BEGIN Source records
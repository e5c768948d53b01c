//! Immutable log entries and the factory that builds them

use crate::{
    config::{Environment, LoggerConfig},
    level::LogLevel,
    metadata::{self, EntryMetadata, MetadataSource, PerformanceMarks},
    redaction::Redactor,
    Result,
};
use chrono::{DateTime, Utc};
use serde::{Deserialize, Serialize};
use serde_json::{Map, Value};
use std::sync::{Arc, Mutex};
use uuid::Uuid;

/// Structured context attached to an entry
pub type Context = Map<String, Value>;

/// Origin marker stamped on every entry
pub const SOURCE_CLIENT: &str = "client";

/// Stand-in for context values that could not be converted to JSON
pub const UNSERIALIZABLE_MARKER: &str = "[UNSERIALIZABLE]";

const ELLIPSIS: &str = "...";

/// One structured log record. Entries are never mutated after creation.
#[derive(Debug, Clone, PartialEq, Serialize, Deserialize)]
#[serde(rename_all = "camelCase")]
pub struct LogEntry {
    id: Uuid,
    timestamp: DateTime<Utc>,
    level: LogLevel,
    message: String,
    tag: Option<String>,
    #[serde(default)]
    context: Context,
    source: String,
    environment: Environment,
    #[serde(default)]
    metadata: EntryMetadata,
}

impl LogEntry {
    /// A bare entry stamped now, without redaction or metadata.
    ///
    /// Application code goes through [`EntryFactory`]; this is for tools that
    /// rebuild entries from history and for tests.
    pub fn new(level: LogLevel, message: impl Into<String>) -> Self {
        Self {
            id: Uuid::now_v7(),
            timestamp: Utc::now(),
            level,
            message: message.into(),
            tag: None,
            context: Context::new(),
            source: SOURCE_CLIENT.to_string(),
            environment: Environment::Development,
            metadata: EntryMetadata::default(),
        }
    }

    pub fn with_tag(self, tag: impl Into<String>) -> Self {
        Self {
            tag: Some(tag.into()),
            ..self
        }
    }

    pub fn with_context(self, context: Context) -> Self {
        Self { context, ..self }
    }

    pub fn with_timestamp(self, timestamp: DateTime<Utc>) -> Self {
        Self { timestamp, ..self }
    }

    pub fn with_environment(self, environment: Environment) -> Self {
        Self {
            environment,
            ..self
        }
    }

    pub fn with_metadata(self, metadata: EntryMetadata) -> Self {
        Self { metadata, ..self }
    }

    pub fn id(&self) -> Uuid {
        self.id
    }

    pub fn timestamp(&self) -> DateTime<Utc> {
        self.timestamp
    }

    pub fn level(&self) -> LogLevel {
        self.level
    }

    pub fn message(&self) -> &str {
        &self.message
    }

    pub fn tag(&self) -> Option<&str> {
        self.tag.as_deref()
    }

    pub fn context(&self) -> &Context {
        &self.context
    }

    pub fn source(&self) -> &str {
        &self.source
    }

    pub fn environment(&self) -> Environment {
        self.environment
    }

    pub fn metadata(&self) -> &EntryMetadata {
        &self.metadata
    }

    /// Duration recorded in metadata, in milliseconds
    pub fn duration(&self) -> Option<f64> {
        self.metadata.duration
    }
}

/// Builds a context map from arbitrary serializable values
#[derive(Debug, Default)]
pub struct ContextBuilder {
    context: Context,
    failed_keys: Vec<String>,
}

impl ContextBuilder {
    pub fn new() -> Self {
        Self::default()
    }

    /// Insert a value; a value that fails to serialize becomes [`UNSERIALIZABLE_MARKER`]
    pub fn with(mut self, key: impl Into<String>, value: impl Serialize) -> Self {
        let key = key.into();
        let value = match serde_json::to_value(value) {
            Ok(value) => value,
            Err(e) => {
                tracing::debug!(
                    telemetry.event = "context_value_unserializable",
                    key = %key,
                    error = %e,
                    "Replacing context value with marker"
                );
                self.failed_keys.push(key.clone());
                Value::String(UNSERIALIZABLE_MARKER.to_string())
            }
        };
        self.context.insert(key, value);
        self
    }

    /// Keys whose values had to be replaced
    pub fn failed_keys(&self) -> &[String] {
        &self.failed_keys
    }

    pub fn build(self) -> Context {
        self.context
    }
}

/// Convert any JSON value into a context map, wrapping non-objects under `value`
pub fn to_context(value: Value) -> Context {
    match value {
        Value::Object(map) => map,
        Value::Null => Context::new(),
        other => {
            let mut map = Context::new();
            map.insert("value".to_string(), other);
            map
        }
    }
}

/// Truncate by characters, ending with an ellipsis when shortened
pub fn truncate_message(message: &str, max_length: usize) -> String {
    if message.chars().count() <= max_length {
        return message.to_string();
    }

    let keep = max_length.saturating_sub(ELLIPSIS.len());
    let mut truncated: String = message.chars().take(keep).collect();
    truncated.push_str(ELLIPSIS);
    truncated
}

/// Wall clock that never goes backwards
#[derive(Debug)]
pub struct MonotonicClock {
    last: Mutex<DateTime<Utc>>,
}

impl MonotonicClock {
    pub fn new() -> Self {
        Self {
            last: Mutex::new(DateTime::<Utc>::MIN_UTC),
        }
    }

    pub fn now(&self) -> DateTime<Utc> {
        let mut last = self.last.lock().unwrap_or_else(|e| e.into_inner());
        let now = Utc::now().max(*last);
        *last = now;
        now
    }
}

impl Default for MonotonicClock {
    fn default() -> Self {
        Self::new()
    }
}

/// Creates fully populated, redacted entries
pub struct EntryFactory {
    max_message_length: usize,
    environment: Environment,
    redactor: Redactor,
    metadata: Arc<dyn MetadataSource>,
    marks: Arc<PerformanceMarks>,
    clock: Arc<MonotonicClock>,
}

impl EntryFactory {
    pub fn new(
        config: &LoggerConfig,
        metadata: Arc<dyn MetadataSource>,
        marks: Arc<PerformanceMarks>,
        clock: Arc<MonotonicClock>,
    ) -> Result<Self> {
        Ok(Self {
            max_message_length: config.filters.max_message_length,
            environment: config.environment,
            redactor: Redactor::new(&config.privacy)?,
            metadata,
            marks,
            clock,
        })
    }

    pub fn environment(&self) -> Environment {
        self.environment
    }

    pub fn create(
        &self,
        level: LogLevel,
        message: &str,
        tag: Option<&str>,
        context: Option<&Context>,
    ) -> LogEntry {
        let message = truncate_message(&self.redactor.redact_text(message), self.max_message_length);

        let context = context
            .map(|ctx| self.redactor.redact(ctx))
            .unwrap_or_default();

        let duration = ["duration", "durationMs"]
            .iter()
            .find_map(|key| context.get(*key).and_then(Value::as_f64));

        LogEntry {
            id: Uuid::now_v7(),
            timestamp: self.clock.now(),
            level,
            message,
            tag: tag.map(str::to_string),
            context,
            source: SOURCE_CLIENT.to_string(),
            environment: self.environment,
            metadata: metadata::gather(self.metadata.as_ref(), &self.marks, duration),
        }
    }
}

#[cfg(test)]
mod tests {
    use super::*;
    use crate::metadata::ProcessMetadata;
    use serde_json::json;
    use std::collections::HashSet;

    fn factory(config: &LoggerConfig) -> EntryFactory {
        EntryFactory::new(
            config,
            Arc::new(ProcessMetadata::new()),
            Arc::new(PerformanceMarks::new()),
            Arc::new(MonotonicClock::new()),
        )
        .unwrap()
    }

    #[test]
    fn test_truncation_keeps_total_length() {
        let truncated = truncate_message("validatePassword failed badly", 10);

        assert_eq!(truncated, "validat...");
        assert_eq!(truncated.chars().count(), 10);
    }

    #[test]
    fn test_truncation_edge_cases() {
        assert_eq!(truncate_message("short", 10), "short");
        assert_eq!(truncate_message("exactly10!", 10), "exactly10!");
        assert_eq!(truncate_message("abcdef", 2), "...");
        assert_eq!(truncate_message("héllo wörld", 8), "héllo...");
    }

    #[test]
    fn test_create_populates_entry() {
        let mut config = LoggerConfig::default();
        config.privacy.sensitive_fields = vec!["password".to_string()];
        let factory = factory(&config);

        let context = to_context(json!({ "password": "abcdefgh", "attempt": 2 }));
        let entry = factory.create(LogLevel::Warn, "login failed", Some("auth"), Some(&context));

        assert_eq!(entry.level(), LogLevel::Warn);
        assert_eq!(entry.message(), "login failed");
        assert_eq!(entry.tag(), Some("auth"));
        assert_eq!(entry.context()["password"], "ab****gh");
        assert_eq!(entry.context()["attempt"], 2);
        assert_eq!(entry.source(), SOURCE_CLIENT);
        assert_eq!(entry.environment(), Environment::Development);
        assert!(entry.metadata().user_agent.is_some());
    }

    #[test]
    fn test_message_is_redacted_before_truncation() {
        let mut config = LoggerConfig::default();
        config.filters.max_message_length = 30;
        let factory = factory(&config);

        let entry = factory.create(
            LogLevel::Info,
            "mail to someone.long@example.com",
            None,
            None,
        );
        assert_eq!(entry.message(), "mail to [REDACTED]");
    }

    #[test]
    fn test_duration_is_lifted_into_metadata() {
        let factory = factory(&LoggerConfig::default());
        let context = to_context(json!({ "duration": 6200 }));

        let entry = factory.create(LogLevel::Info, "slow", None, Some(&context));
        assert_eq!(entry.duration(), Some(6200.0));

        let entry = factory.create(LogLevel::Info, "fast", None, None);
        assert_eq!(entry.duration(), None);
    }

    #[test]
    fn test_ids_unique_and_timestamps_monotonic() {
        let factory = factory(&LoggerConfig::default());
        let entries: Vec<_> = (0..500)
            .map(|i| factory.create(LogLevel::Debug, &format!("m{i}"), None, None))
            .collect();

        let ids: HashSet<_> = entries.iter().map(LogEntry::id).collect();
        assert_eq!(ids.len(), entries.len());
        assert!(entries
            .iter()
            .all(|entry| entry.id().get_version() == Some(uuid::Version::SortRand)));
        assert!(entries
            .windows(2)
            .all(|pair| pair[0].timestamp() <= pair[1].timestamp()));
    }

    #[test]
    fn test_context_builder_marks_unserializable_values() {
        use std::collections::HashMap;

        // Maps with non-string keys cannot become JSON objects
        let mut bad = HashMap::new();
        bad.insert((1, 2), "pair");

        let builder = ContextBuilder::new()
            .with("score", 1200)
            .with("bad", bad)
            .with("player", "ana");

        assert_eq!(builder.failed_keys(), ["bad".to_string()]);
        let context = builder.build();
        assert_eq!(context["score"], 1200);
        assert_eq!(context["bad"], UNSERIALIZABLE_MARKER);
        assert_eq!(context["player"], "ana");
    }

    #[test]
    fn test_entry_json_shape() {
        let entry = LogEntry::new(LogLevel::Error, "boom").with_tag("api");
        let json = serde_json::to_value(&entry).unwrap();

        assert_eq!(json["level"], "error");
        assert_eq!(json["tag"], "api");
        assert_eq!(json["source"], "client");
        assert_eq!(json["environment"], "development");
        assert!(json["timestamp"].as_str().unwrap().contains('T'));

        let back: LogEntry = serde_json::from_value(json).unwrap();
        assert_eq!(back, entry);
    }

    #[test]
    fn test_to_context_wraps_scalars() {
        assert_eq!(to_context(json!(5))["value"], 5);
        assert!(to_context(Value::Null).is_empty());
    }
}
END Source records
What the exercise asks: For the data above, count every line in which the string "PerformanceMarks" appears, and answer with the count only.

Exercise response: 4